The school serves––in addition to much of Deerfield Beach––Hillsboro Beach, Lighthouse Point, and sections of Pompano Beach.

== Urban Teacher Academy Program ==
The Urban Teacher Academy Program (UTAP) is a magnet program aimed at training students to become teachers and community leaders. The minimum program requirements for entry and retention are maintaining a GPA of 2.0 and FCAT test scores of 3 or higher.

==Athletics==

- Baseball
- Basketball
- Cheerleading
- Cross Country
- Flag Football
- Football
- Golf
- Soccer
- Softball, Varsity
- Swimming and Diving
- Tennis
- Track and Field
- Volleyball
- Water Polo
- Wrestling

==Demographics==
As of the 2021–22 school year, the total student enrollment was 2,333. The ethnic makeup of the school was 52.9% Black, 10.7% White, 30.3% Hispanic, 2.8% Asian, 0.2% Pacific Islander, 2.7% Multiracial, and 0.4% Native American or Native Alaskan.

== Notable alumni ==

- Teri Weigel (1980): pornographic actress.
- Kelly Skidmore (1981): Democratic Florida State Representative for Florida's 90th House district (2006–2010), 81st House district (2020–present)
- Stockar McDougle (1996): American football linebacker in the NFL (2000–2006) selected in the first round of the 2000 NFL draft; played for the Detroit Lions (2000–2004), Miami Dolphins (2005) and Jacksonville Jaguars (2006)
- Julius Jenkins (1999): Professional basketball player for Science City Jena of the Basketball Bundesliga
- Elton Nesbitt (2000): basketball player who has played in the NBA Development League and internationally
- Alex Jacob (2002): professional poker player, 6 game Jeopardy! champion and 2015 Tournament of Champions winner
- Mike Fiers (2003): Major League Baseball pitcher
- Mickey Storey (2004): Major League Baseball player
- Jeremy Kellem (2007): Arena Football League player
- Jason Pierre-Paul (2007): American football defensive end in the NFL; played for the New York Giants (2010–2017), the Tampa Bay Buccaneers (2018–2021), the Baltimore Ravens (2022), the New Orleans Saints (2023) and the Miami Dolphins (2023); first-round 2010 NFL draft pick; winner of Super Bowl XLVI
- Denard Robinson (2009): American football running back in the NFL for the Jacksonville Jaguars.

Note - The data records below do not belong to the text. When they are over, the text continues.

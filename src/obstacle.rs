use crate::engine::{Point, Rect, Size};
use crate::sprite::TICKS_PER_SECOND;

/// Recycle a moving obstacle once it's this far behind the camera's left edge
pub const RECYCLE_MARGIN: f32 = 100.0;
/// A recycled obstacle reappears at least this far ahead of the player
pub const RECYCLE_LOOKAHEAD: f32 = 1200.0;

/// Collision tolerance for "landed on top": how far the player's previous
/// bottom may already sink into the obstacle's top
const TOP_CONTACT_TOLERANCE: f32 = 4.0;

const BARREL_FRAMES: [&str; 4] = ["barrel004", "barrel003", "barrel002", "barrel001"];
const BARREL_FRAME_RATE: u32 = 4;

#[derive(Debug, Copy, Clone, PartialEq, Eq, Hash)]
pub enum ObstacleKind {
    /// static boulder, sprite variant 1-6
    Rock(u8),
    /// static ice rock, sprite variant 1-5
    IceRock(u8),
    Barrel,
    Snowball,
}

impl ObstacleKind {
    pub fn is_moving(self) -> bool {
        matches!(self, ObstacleKind::Barrel | ObstacleKind::Snowball)
    }

    /// Horizontal velocity a moving obstacle is (re)launched with
    pub fn base_velocity(self) -> f32 {
        match self {
            ObstacleKind::Barrel => -100.0,
            ObstacleKind::Snowball => -120.0,
            ObstacleKind::Rock(_) | ObstacleKind::IceRock(_) => 0.0,
        }
    }

    /// Gap kept behind the rightmost obstacle of the same type on recycle
    pub fn spacing(self) -> f32 {
        match self {
            ObstacleKind::Barrel => 300.0,
            ObstacleKind::Snowball => 700.0,
            ObstacleKind::Rock(_) | ObstacleKind::IceRock(_) => 450.0,
        }
    }

    /// Same type for recycling purposes; sprite variants don't matter
    pub fn same_type(self, other: ObstacleKind) -> bool {
        std::mem::discriminant(&self) == std::mem::discriminant(&other)
    }

    /// Image key of the first (or only) frame
    pub fn base_key(self) -> String {
        match self {
            ObstacleKind::Rock(variant) => format!("rock{}", variant),
            ObstacleKind::IceRock(variant) => format!("icerock{}", variant),
            ObstacleKind::Barrel => BARREL_FRAMES[0].to_string(),
            ObstacleKind::Snowball => "snowball".to_string(),
        }
    }

    /// Size used when the sprite image is unavailable
    pub fn fallback_size(self) -> Size {
        match self {
            ObstacleKind::Rock(_) => Size {
                width: 90.0,
                height: 70.0,
            },
            ObstacleKind::IceRock(_) => Size {
                width: 80.0,
                height: 60.0,
            },
            ObstacleKind::Barrel | ObstacleKind::Snowball => Size {
                width: 70.0,
                height: 70.0,
            },
        }
    }
}

/// Where and how an obstacle is placed at level build time. `x` is the
/// horizontal center, `bottom` the resting edge.
#[derive(Debug, Copy, Clone, PartialEq)]
pub struct ObstacleSpawn {
    pub kind: ObstacleKind,
    pub x: f32,
    pub bottom: f32,
    pub scale: f32,
}

#[derive(Debug, Clone, PartialEq)]
pub struct Obstacle {
    kind: ObstacleKind,
    /// bottom center
    position: Point,
    velocity: Point,
    size: Size,
    cleared: bool,
    tick: u32,
}

impl Obstacle {
    pub fn new(spawn: ObstacleSpawn, size: Size) -> Self {
        Obstacle {
            kind: spawn.kind,
            position: Point {
                x: spawn.x,
                y: spawn.bottom,
            },
            velocity: Point {
                x: spawn.kind.base_velocity(),
                y: 0.0,
            },
            size,
            cleared: false,
            tick: 0,
        }
    }

    pub fn kind(&self) -> ObstacleKind {
        self.kind
    }

    pub fn position(&self) -> Point {
        self.position
    }

    pub fn velocity(&self) -> Point {
        self.velocity
    }

    pub fn is_cleared(&self) -> bool {
        self.cleared
    }

    pub fn set_cleared(&mut self, cleared: bool) {
        self.cleared = cleared;
    }

    pub fn bounding_box(&self) -> Rect {
        Rect::from_xywh(
            self.position.x - self.size.width / 2.0,
            self.position.y - self.size.height,
            self.size.width,
            self.size.height,
        )
    }

    /// Image key for the current animation frame
    pub fn sprite_key(&self) -> String {
        match self.kind {
            ObstacleKind::Barrel => {
                let index = self.tick * BARREL_FRAME_RATE / TICKS_PER_SECOND;
                BARREL_FRAMES[index as usize % BARREL_FRAMES.len()].to_string()
            }
            kind => kind.base_key(),
        }
    }

    /// Advance one frame: snowball wobble, then integrate velocity
    pub fn update(&mut self, now_ms: f64, seconds: f32) {
        if self.kind == ObstacleKind::Snowball {
            self.velocity.y = snowball_wobble(now_ms, self.position.x);
        }
        self.position.x += self.velocity.x * seconds;
        self.position.y += self.velocity.y * seconds;
        self.tick = self.tick.wrapping_add(1);
    }

    /// Put the obstacle back in play at `x`, as if freshly launched
    fn relaunch(&mut self, x: f32) {
        self.position.x = x;
        self.cleared = false;
        self.velocity.x = self.kind.base_velocity();
        self.tick = 0;
    }
}

/// Vertical bobbing velocity of a snowball: a sinusoid over time and the
/// snowball's own x, so neighbours drift out of phase
pub fn snowball_wobble(now_ms: f64, x: f32) -> f32 {
    let phase = now_ms * 0.004 + f64::from(x) * 0.01;
    (phase.sin() * 108.0 * 3.0) as f32
}

/// Reposition every moving obstacle that fell more than `RECYCLE_MARGIN`
/// behind the camera ahead of play, each type independently. Returns how
/// many were moved.
pub fn recycle(obstacles: &mut [Obstacle], camera_x: f32, player_x: f32) -> usize {
    let mut recycled = 0;
    for index in 0..obstacles.len() {
        let obstacle = &obstacles[index];
        if !obstacle.kind.is_moving() || obstacle.position.x >= camera_x - RECYCLE_MARGIN {
            continue;
        }
        let kind = obstacle.kind;
        let rightmost = obstacles
            .iter()
            .filter(|other| other.kind.same_type(kind))
            .map(|other| other.position.x)
            .fold(f32::MIN, f32::max);
        let x = (rightmost + kind.spacing()).max(player_x + RECYCLE_LOOKAHEAD);
        obstacles[index].relaunch(x);
        recycled += 1;
    }
    recycled
}

#[derive(Debug, Copy, Clone, PartialEq)]
pub enum Contact {
    /// player's bottom came down onto the obstacle's top
    FromAbove,
    /// blocking contact; the player belongs at this x
    Side { x: f32 },
}

/// Classify an overlap between the player and an obstacle.
/// `previous` is the player's box before this frame's movement.
pub fn classify_contact(previous: &Rect, current: &Rect, obstacle: &Rect) -> Option<Contact> {
    if !current.intersects(obstacle) {
        return None;
    }
    if previous.bottom() <= obstacle.y() + TOP_CONTACT_TOLERANCE {
        return Some(Contact::FromAbove);
    }
    let x = if previous.center_x() < obstacle.center_x() {
        obstacle.x() - current.size.width
    } else {
        obstacle.right()
    };
    Some(Contact::Side { x })
}

#[cfg(test)]
mod tests {
    use super::*;
    use approx::assert_relative_eq;

    fn obstacle(kind: ObstacleKind, x: f32) -> Obstacle {
        Obstacle::new(
            ObstacleSpawn {
                kind,
                x,
                bottom: 490.0,
                scale: 1.0,
            },
            kind.fallback_size(),
        )
    }

    #[test]
    fn only_barrels_and_snowballs_move() {
        assert!(obstacle(ObstacleKind::Barrel, 0.0).velocity().x < 0.0);
        assert!(obstacle(ObstacleKind::Snowball, 0.0).velocity().x < 0.0);
        assert_relative_eq!(obstacle(ObstacleKind::Rock(1), 0.0).velocity().x, 0.0);
        assert!(!ObstacleKind::IceRock(3).is_moving());
    }

    #[test]
    fn recycled_obstacle_lands_past_both_bounds() {
        let mut obstacles = vec![
            obstacle(ObstacleKind::Barrel, 50.0),
            obstacle(ObstacleKind::Barrel, 900.0),
            obstacle(ObstacleKind::Barrel, 1500.0),
        ];
        obstacles[0].set_cleared(true);
        let camera_x = 400.0;
        let player_x = 700.0;

        assert_eq!(recycle(&mut obstacles, camera_x, player_x), 1);
        let moved = &obstacles[0];
        assert!(moved.position().x >= 1500.0 + 300.0);
        assert!(moved.position().x >= player_x + RECYCLE_LOOKAHEAD);
        assert_relative_eq!(moved.position().x, 1900.0);
        assert!(!moved.is_cleared());
        assert_relative_eq!(moved.velocity().x, -100.0);
    }

    #[test]
    fn lookahead_wins_when_the_stream_is_behind_the_player() {
        let mut obstacles = vec![obstacle(ObstacleKind::Barrel, 10.0), obstacle(ObstacleKind::Barrel, 200.0)];
        recycle(&mut obstacles, 500.0, 3000.0);
        assert_relative_eq!(obstacles[0].position().x, 3000.0 + RECYCLE_LOOKAHEAD);
    }

    #[test]
    fn obstacles_within_the_margin_stay_put() {
        let mut obstacles = vec![obstacle(ObstacleKind::Barrel, 301.0)];
        assert_eq!(recycle(&mut obstacles, 400.0, 0.0), 0);
        assert_relative_eq!(obstacles[0].position().x, 301.0);
    }

    #[test]
    fn types_recycle_independently_and_static_ones_never() {
        let mut obstacles = vec![
            obstacle(ObstacleKind::IceRock(1), 0.0),
            obstacle(ObstacleKind::Snowball, 0.0),
            obstacle(ObstacleKind::IceRock(2), 5000.0),
            obstacle(ObstacleKind::Snowball, 2000.0),
        ];
        assert_eq!(recycle(&mut obstacles, 1000.0, 1000.0), 1);
        assert_relative_eq!(obstacles[0].position().x, 0.0);
        // spaced from the other snowball, not from the far ice rock
        assert_relative_eq!(obstacles[1].position().x, 2000.0 + 700.0);
    }

    #[test]
    fn snowballs_wobble_and_barrels_roll() {
        let mut snowball = obstacle(ObstacleKind::Snowball, 0.0);
        snowball.update(0.0, 1.0 / 60.0);
        assert_relative_eq!(snowball.velocity().y, 0.0);
        let expected = snowball_wobble(400.0, snowball.position().x);
        snowball.update(400.0, 1.0 / 60.0);
        assert_relative_eq!(snowball.velocity().y, expected);
        assert!(snowball.velocity().y.abs() <= 324.0);

        let mut barrel = obstacle(ObstacleKind::Barrel, 0.0);
        assert_eq!(barrel.sprite_key(), "barrel004");
        for _ in 0..15 {
            barrel.update(0.0, 1.0 / 60.0);
        }
        assert_eq!(barrel.sprite_key(), "barrel003");
        assert_relative_eq!(barrel.velocity().y, 0.0);
    }

    #[test]
    fn landing_on_top_is_from_above() {
        let rock = Rect::from_xywh(100.0, 400.0, 50.0, 50.0);
        let previous = Rect::from_xywh(100.0, 300.0, 20.0, 98.0);
        let current = Rect::from_xywh(100.0, 310.0, 20.0, 98.0);
        assert_eq!(classify_contact(&previous, &current, &rock), Some(Contact::FromAbove));
    }

    #[test]
    fn walking_into_a_side_blocks() {
        let rock = Rect::from_xywh(100.0, 400.0, 50.0, 50.0);
        let previous = Rect::from_xywh(75.0, 350.0, 20.0, 100.0);
        let current = Rect::from_xywh(85.0, 350.0, 20.0, 100.0);
        assert_eq!(classify_contact(&previous, &current, &rock), Some(Contact::Side { x: 80.0 }));

        let from_right = Rect::from_xywh(155.0, 350.0, 20.0, 100.0);
        let into_right = Rect::from_xywh(145.0, 350.0, 20.0, 100.0);
        assert_eq!(classify_contact(&from_right, &into_right, &rock), Some(Contact::Side { x: 150.0 }));
    }

    #[test]
    fn no_overlap_no_contact() {
        let rock = Rect::from_xywh(100.0, 400.0, 50.0, 50.0);
        let player = Rect::from_xywh(0.0, 400.0, 20.0, 50.0);
        assert_eq!(classify_contact(&player, &player, &rock), None);
    }
}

Former quarterback for the University of Michigan (2009–2012).
- Brandon Powell (2014): American football wide receiver in the NFL for the Minnesota Vikings; played for the Detroit Lions (2018), the Atlanta Falcons (2019–2020), the Buffalo Bills (2021), the Miami Dolphins (2021) and the Los Angeles Rams (2021–2022). Former wide receiver for the Florida Gators (2014–2017).
- Jason Strowbridge (2015): American football defensive end in the NFL: played for the Miami Dolphins (2020–2021).
- Riley Ridley (2016): American football wide receiver in the NFL; played for the Chicago Bears (2019–2020). Former wide receiver for the Georgia Bulldogs (2016–2018).
- Aaron Robinson (2016): American football cornerback in the NFL for the New York Giants. Former cornerback for the Alabama Crimson Tide football (2016) and the UCF Knights (2017–2020).
- Daewood Davis (2017): American football wide receiver in the NFL for the Carolina Panthers; played for the Miami Dolphins (2023) and in the UFL for the Memphis Showboats (2024). Former wide receiver for the Oregon Ducks (2017–2020) and the Western Kentucky Hilltoppers (2021–2022).
- Jerry Jeudy (2017): American football wide receiver in the NFL for the Cleveland Browns; played for the Denver Broncos (2020–2023). Former wide receiver for the Alabama Crimson Tide (2017–2019).
- Brandon Dorlus (2019): American football defensive end in the NFL for the Atlanta Falcons. Former defensive end for the Oregon Ducks (2019–2023).
- Michael Pratt (2020): American football quarterback in the NFL for the Green Bay Packers. Former quarterback for the Tulane Green Wave (2020–2023).
- Xavier Restrepo (2020): American football wide receiver in the NFL for the Tennessee Titans. Former wide receiver for the Miami Hurricanes (2020–2024)
- Hezekiah Masses (2022): American football cornerback in the NFL for the Las Vegas Raiders. Former cornerback for the FIU Panthers (2022–2024) and the California Golden Bears (2025)
- Ace Hood, rapper.

==Notable faculty==
- Allen West, A Republican U.S. Representative for Florida's 22nd congressional district (2011–2013) and lieutenant colonel in the United States Army, taught U.S. history at Deerfield Beach High in the 2004–2005 school year.